夜間におしっこに起きた回数、その時のおしっこの量などを聞いて判断しますが、それだけでは分からないことも多いです。それではどのようにするのでしょうか?排尿日誌というものがあります。一日のおしっこをした時刻、その量を、また飲んだ水分などを細かく記入していただくものです。お漏らしをした時刻、その量などを記入してもらうこともあります。排尿日誌を記入してもらうことにより、夜間や一日の排尿回数、夜間や昼間の尿量、一日の尿量、膀胱にためることができる尿量などがわかり、夜間多尿(頻尿)なのか、一日を通して多尿(頻尿)なのか、水分の飲み過ぎはないかなどが分かります。もちろん記入ができない方もいらっしゃいますので、その時はケースバイケースです。
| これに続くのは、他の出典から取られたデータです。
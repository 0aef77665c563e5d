use crate::output::{print_json, print_table};
use anyhow::Context;
use buildplan_core::manager::DecisionManager;
use buildplan_core::store::FileStore;
use buildplan_core::strategy::StrategyLoader;
use buildplan_core::types::Bundle;
use std::path::Path;

pub fn run(root: &Path, run_name: &str, max_bundles: Option<usize>, json: bool) -> anyhow::Result<()> {
    let store = FileStore::new(root);
    let config = store
        .read_run(run_name)
        .with_context(|| format!("failed to load run '{run_name}'"))?;

    let loader = StrategyLoader::new();
    let mut manager = DecisionManager::new(
        store,
        config.timesteps.clone(),
        run_name,
        &config.sector_models,
        &loader,
    )
    .with_context(|| format!("failed to set up decisions for run '{run_name}'"))?;

    let mut bundles: Vec<Bundle> = Vec::new();
    for bundle in manager.decision_loop().take(max_bundles.unwrap_or(usize::MAX)) {
        let bundle = bundle.context("decision step failed")?;
        tracing::info!(
            iterations = ?bundle.decision_iterations,
            timesteps = ?bundle.timesteps,
            "bundle written"
        );
        bundles.push(bundle);
    }

    if json {
        #[derive(serde::Serialize)]
        struct RunOutput<'a> {
            run: &'a str,
            bundles: &'a [Bundle],
            planned_interventions: Vec<&'a str>,
        }
        return print_json(&RunOutput {
            run: run_name,
            bundles: &bundles,
            planned_interventions: manager
                .planned_interventions()
                .iter()
                .map(String::as_str)
                .collect(),
        });
    }

    let rows: Vec<Vec<String>> = bundles
        .iter()
        .map(|b| {
            vec![
                join(&b.decision_iterations),
                join(&b.timesteps),
                b.decision_links
                    .as_ref()
                    .map(|links| {
                        links
                            .iter()
                            .map(|(i, parent)| format!("{i}<-{parent}"))
                            .collect::<Vec<_>>()
                            .join(", ")
                    })
                    .unwrap_or_else(|| "-".to_string()),
            ]
        })
        .collect();
    print_table(&["ITERATIONS", "TIMESTEPS", "LINKS"], &rows);
    println!();
    println!(
        "{} bundle(s) written for run '{run_name}', {} intervention(s) planned.",
        bundles.len(),
        manager.planned_interventions().len()
    );
    Ok(())
}

fn join<T: ToString>(values: &[T]) -> String {
    values
        .iter()
        .map(ToString::to_string)
        .collect::<Vec<_>>()
        .join(", ")
}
 夜間頻尿 に対してどのような検査をするのでしょうか?

検尿(おしっこを調べます):尿の比重、浸透圧などで尿が濃縮、希釈されているかみます。白血球の数で、尿路感染の有無などをみます。赤血球数で血尿の有無などを、細胞診で悪性細胞が出ていないかなどを調べます。急性膀胱炎、前立腺炎、膀胱腫瘍、尿路結石などにより異常が出現します。

採血(血を調べます):糖尿病、腎機能、電解質異常、心臓への負担、前立腺癌(PSA検査)があるかなどを確認します。

超音波検査:前立腺肥大症、膀胱腫瘍、尿路結石などがないか確かめます。また排尿後に残尿がないか確かめます。

尿流量検査:実際にトイレでおしっこをしてもらい、現在の排尿状態が正常か、排尿力に低下がないか、排尿時間はどの程度か、排尿パターンはどうかなどを確認します。

 夜間頻尿 の時、日常生活で気を配ることとは何ですか?

1.水分の取り過ぎに注意が必要です。1日の飲水量は体重の2~2.5%が奨められています。つまり体重60kgの方は1200~1500mlです。特に夕食後の水分の取り過ぎに注意してください。脳血管障害、虚血性心疾患、尿路結石などで、水分の取り過ぎをしている方がいます。カフェイン、緑茶を日中飲むことは利尿作用を利用することになり有用です(飲み過ぎなければ)。

2.夕方に30分以上の散歩、軽い運動してください。(もちろん、できる方のみです)

3.むくみ対策用の弾性ストッキングを日中はいておきます。朝起きてから夕方まで、持病がある人は医師に相談してからにしてください。日中に下肢にむくみが生じ、朝より夕方ではむくみのため5kg~1kgほど体重が増えて、夜間横になると血液量が増えて夜間多尿の原因となります。これを防ぐために着用が、奨められています。

4.足上げ:座布団などの上に足先が10~15cm上がるようにして仰向けになります。昼から夕方までの間に、30分を目安に行ってください。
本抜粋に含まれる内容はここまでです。